### [Problem statement]
Print verbatim the opening line of the material and every subsequent line through the one containing "pub mod params;".
BEGIN
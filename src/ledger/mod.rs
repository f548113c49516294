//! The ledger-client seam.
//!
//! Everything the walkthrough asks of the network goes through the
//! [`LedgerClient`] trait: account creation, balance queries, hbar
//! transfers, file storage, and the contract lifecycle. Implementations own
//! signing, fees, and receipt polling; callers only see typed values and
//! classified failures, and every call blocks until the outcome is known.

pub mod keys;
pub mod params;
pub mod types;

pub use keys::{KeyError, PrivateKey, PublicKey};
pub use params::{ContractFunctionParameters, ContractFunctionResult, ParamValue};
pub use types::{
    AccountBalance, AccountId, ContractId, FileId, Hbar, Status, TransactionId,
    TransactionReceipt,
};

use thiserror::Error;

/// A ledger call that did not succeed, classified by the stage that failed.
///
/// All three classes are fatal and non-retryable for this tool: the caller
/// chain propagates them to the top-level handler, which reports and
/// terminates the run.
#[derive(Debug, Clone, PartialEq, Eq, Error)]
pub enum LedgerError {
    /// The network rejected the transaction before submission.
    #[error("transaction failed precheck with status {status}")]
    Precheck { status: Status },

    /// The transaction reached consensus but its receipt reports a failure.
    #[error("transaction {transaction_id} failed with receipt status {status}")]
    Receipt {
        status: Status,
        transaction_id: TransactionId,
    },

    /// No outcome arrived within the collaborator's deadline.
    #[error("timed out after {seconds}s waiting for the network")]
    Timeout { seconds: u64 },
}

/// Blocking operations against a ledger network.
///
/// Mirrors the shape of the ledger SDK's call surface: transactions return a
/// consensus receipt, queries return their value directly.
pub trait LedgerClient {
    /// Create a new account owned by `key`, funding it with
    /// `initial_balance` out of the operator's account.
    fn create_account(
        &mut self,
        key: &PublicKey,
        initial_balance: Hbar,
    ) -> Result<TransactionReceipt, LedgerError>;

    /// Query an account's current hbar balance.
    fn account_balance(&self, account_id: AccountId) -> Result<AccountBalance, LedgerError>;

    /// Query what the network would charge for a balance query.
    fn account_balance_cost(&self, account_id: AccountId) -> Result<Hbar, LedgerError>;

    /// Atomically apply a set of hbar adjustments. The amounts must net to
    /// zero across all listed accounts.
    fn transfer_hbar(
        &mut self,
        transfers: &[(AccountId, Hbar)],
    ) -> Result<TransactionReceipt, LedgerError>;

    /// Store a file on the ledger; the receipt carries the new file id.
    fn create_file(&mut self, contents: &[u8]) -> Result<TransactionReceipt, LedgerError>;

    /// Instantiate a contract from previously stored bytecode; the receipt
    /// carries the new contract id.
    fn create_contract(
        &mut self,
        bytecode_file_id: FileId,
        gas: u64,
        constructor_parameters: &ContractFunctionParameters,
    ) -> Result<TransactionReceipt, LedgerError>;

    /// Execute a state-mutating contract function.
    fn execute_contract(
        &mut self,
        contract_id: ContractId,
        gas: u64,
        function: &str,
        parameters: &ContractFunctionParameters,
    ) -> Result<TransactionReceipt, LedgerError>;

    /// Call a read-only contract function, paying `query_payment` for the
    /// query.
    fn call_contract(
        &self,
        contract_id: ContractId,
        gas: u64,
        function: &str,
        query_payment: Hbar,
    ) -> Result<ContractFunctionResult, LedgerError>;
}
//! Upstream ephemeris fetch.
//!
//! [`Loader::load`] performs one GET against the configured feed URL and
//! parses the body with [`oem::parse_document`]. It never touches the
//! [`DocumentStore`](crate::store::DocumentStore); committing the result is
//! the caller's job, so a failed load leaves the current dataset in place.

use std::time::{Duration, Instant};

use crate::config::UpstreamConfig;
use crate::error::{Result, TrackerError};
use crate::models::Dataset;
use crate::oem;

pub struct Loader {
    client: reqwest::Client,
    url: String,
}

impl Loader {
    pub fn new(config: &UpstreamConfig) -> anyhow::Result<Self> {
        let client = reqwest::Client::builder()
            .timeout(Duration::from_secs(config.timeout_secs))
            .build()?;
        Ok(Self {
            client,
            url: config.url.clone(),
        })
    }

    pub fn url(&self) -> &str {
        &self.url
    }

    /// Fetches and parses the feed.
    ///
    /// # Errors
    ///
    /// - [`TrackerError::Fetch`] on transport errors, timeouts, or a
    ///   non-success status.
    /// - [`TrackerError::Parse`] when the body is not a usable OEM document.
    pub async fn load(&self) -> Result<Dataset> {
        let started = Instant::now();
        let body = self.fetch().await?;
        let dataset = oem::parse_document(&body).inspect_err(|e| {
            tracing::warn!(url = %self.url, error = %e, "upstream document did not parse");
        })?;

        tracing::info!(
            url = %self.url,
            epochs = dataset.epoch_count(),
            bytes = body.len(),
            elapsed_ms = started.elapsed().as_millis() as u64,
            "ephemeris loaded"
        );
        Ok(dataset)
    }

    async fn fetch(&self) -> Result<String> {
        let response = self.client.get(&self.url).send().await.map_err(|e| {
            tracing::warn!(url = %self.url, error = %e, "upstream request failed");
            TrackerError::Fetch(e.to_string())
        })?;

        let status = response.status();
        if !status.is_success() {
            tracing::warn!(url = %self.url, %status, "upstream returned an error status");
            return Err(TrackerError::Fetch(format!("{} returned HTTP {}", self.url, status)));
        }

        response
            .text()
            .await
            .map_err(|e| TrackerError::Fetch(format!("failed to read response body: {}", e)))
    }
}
END
### [Response]
filename src/ledger/mod.rs
repository f548113c49516294
//! The ledger-client seam.
//!
//! Everything the walkthrough asks of the network goes through the
//! [`LedgerClient`] trait: account creation, balance queries, hbar
//! transfers, file storage, and the contract lifecycle. Implementations own
//! signing, fees, and receipt polling; callers only see typed values and
//! classified failures, and every call blocks until the outcome is known.

pub mod keys;
pub mod params;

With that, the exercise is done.